··· RECORDS FOR PROCESSING ···

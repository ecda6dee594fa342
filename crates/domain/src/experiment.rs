//! Experiments and targeting rules
//!
//! An experiment pairs a set of label matchers with an effect. Matching is
//! pure: it depends only on the labels and the rule set, never on hidden
//! state, so two identical invocations against an unchanged experiment set
//! always match identically.

use std::collections::BTreeMap;

use serde::{Deserialize, Serialize};

use crate::effects::EffectDescriptor;
use crate::labels::Labels;

/// Rule for a single target label
#[derive(Debug, Clone, PartialEq, Eq, Serialize, Deserialize)]
#[serde(rename_all = "snake_case")]
pub enum MatchRule {
    /// Label must be present with exactly this value
    Exact(String),
    /// Label must be present, any value
    Any,
    /// Label must not be present
    Absent,
}

impl MatchRule {
    /// Whether the rule is satisfied by the (possibly missing) label value
    #[must_use]
    pub fn satisfied_by(&self, value: Option<&str>) -> bool {
        match self {
            Self::Exact(expected) => value == Some(expected.as_str()),
            Self::Any => value.is_some(),
            Self::Absent => value.is_none(),
        }
    }
}

/// A fault-injection experiment: targeting rules plus one effect
///
/// Supplied externally (config or a remote control plane) and read-only from
/// the engine's perspective.
#[derive(Debug, Clone, PartialEq, Eq, Serialize, Deserialize)]
pub struct Experiment {
    /// Stable identifier, used for logging and observability
    pub id: String,
    /// Per-label rules; an empty set matches every invocation (global)
    #[serde(default)]
    pub target_matchers: BTreeMap<String, MatchRule>,
    /// What happens when the experiment fires
    pub effect: EffectDescriptor,
}

impl Experiment {
    /// Create an experiment with no matchers (global targeting)
    #[must_use]
    pub fn new(id: impl Into<String>, effect: EffectDescriptor) -> Self {
        Self {
            id: id.into(),
            target_matchers: BTreeMap::new(),
            effect,
        }
    }

    /// Add a target matcher (builder style)
    #[must_use]
    pub fn with_matcher(mut self, label: impl Into<String>, rule: MatchRule) -> Self {
        self.target_matchers.insert(label.into(), rule);
        self
    }

    /// Whether this experiment targets the given labels
    ///
    /// Every matcher must be satisfied; labels without a matcher are
    /// vacuously satisfied, so the empty rule set matches everything.
    #[must_use]
    pub fn targets(&self, labels: &Labels) -> bool {
        self.target_matchers
            .iter()
            .all(|(label, rule)| rule.satisfied_by(labels.get(label)))
    }
}

#[cfg(test)]
mod tests {
    use super::*;
    use crate::effects::{EffectDescriptor, FaultKind};

    fn exception_effect() -> EffectDescriptor {
        EffectDescriptor::Exception {
            kind: FaultKind::Client,
            message: "simulated".into(),
        }
    }

    #[test]
    fn exact_rule() {
        let rule = MatchRule::Exact("eu-central-1".into());
        assert!(rule.satisfied_by(Some("eu-central-1")));
        assert!(!rule.satisfied_by(Some("us-east-1")));
        assert!(!rule.satisfied_by(None));
    }

    #[test]
    fn any_rule() {
        let rule = MatchRule::Any;
        assert!(rule.satisfied_by(Some("anything")));
        assert!(rule.satisfied_by(Some("")));
        assert!(!rule.satisfied_by(None));
    }

    #[test]
    fn absent_rule() {
        let rule = MatchRule::Absent;
        assert!(rule.satisfied_by(None));
        assert!(!rule.satisfied_by(Some("present")));
    }

    #[test]
    fn empty_matcher_set_is_global() {
        let exp = Experiment::new("global", exception_effect());
        assert!(exp.targets(&Labels::new()));
        assert!(exp.targets(&Labels::new().with("anything", "at all")));
    }

    #[test]
    fn all_matchers_must_be_satisfied() {
        let exp = Experiment::new("both", exception_effect())
            .with_matcher("region", MatchRule::Exact("eu-central-1".into()))
            .with_matcher("path", MatchRule::Any);

        let matching = Labels::new()
            .with("region", "eu-central-1")
            .with("path", "img/");
        assert!(exp.targets(&matching));

        let wrong_region = Labels::new()
            .with("region", "us-east-1")
            .with("path", "img/");
        assert!(!exp.targets(&wrong_region));

        let missing_path = Labels::new().with("region", "eu-central-1");
        assert!(!exp.targets(&missing_path));
    }

    #[test]
    fn absent_matcher_rejects_present_label() {
        let exp = Experiment::new("no-canary", exception_effect())
            .with_matcher("canary", MatchRule::Absent);

        assert!(exp.targets(&Labels::new()));
        assert!(!exp.targets(&Labels::new().with("canary", "true")));
    }

    #[test]
    fn unrelated_labels_are_ignored() {
        let exp = Experiment::new("path-only", exception_effect())
            .with_matcher("path", MatchRule::Exact("img/".into()));

        let labels = Labels::new()
            .with("path", "img/")
            .with("region", "eu-central-1")
            .with("az", "eu-central-1a");
        assert!(exp.targets(&labels));
    }

    #[test]
    fn matching_is_deterministic() {
        let exp = Experiment::new("det", exception_effect())
            .with_matcher("path", MatchRule::Any);
        let labels = Labels::new().with("path", "x");
        assert_eq!(exp.targets(&labels), exp.targets(&labels));
    }

    #[test]
    fn experiment_serde_roundtrip() {
        let exp = Experiment::new("round", exception_effect())
            .with_matcher("region", MatchRule::Exact("eu-central-1".into()))
            .with_matcher("canary", MatchRule::Absent);
        let json = serde_json::to_string(&exp).unwrap();
        let parsed: Experiment = serde_json::from_str(&json).unwrap();
        assert_eq!(parsed, exp);
    }
}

···

◆ EXERCISE ◆
Reproduce every line from the preceding data in which the word "targeting" can be found.

◆ EXERCISE ANSWER ◆
//! Experiments and targeting rules
/// A fault-injection experiment: targeting rules plus one effect
    /// Create an experiment with no matchers (global targeting)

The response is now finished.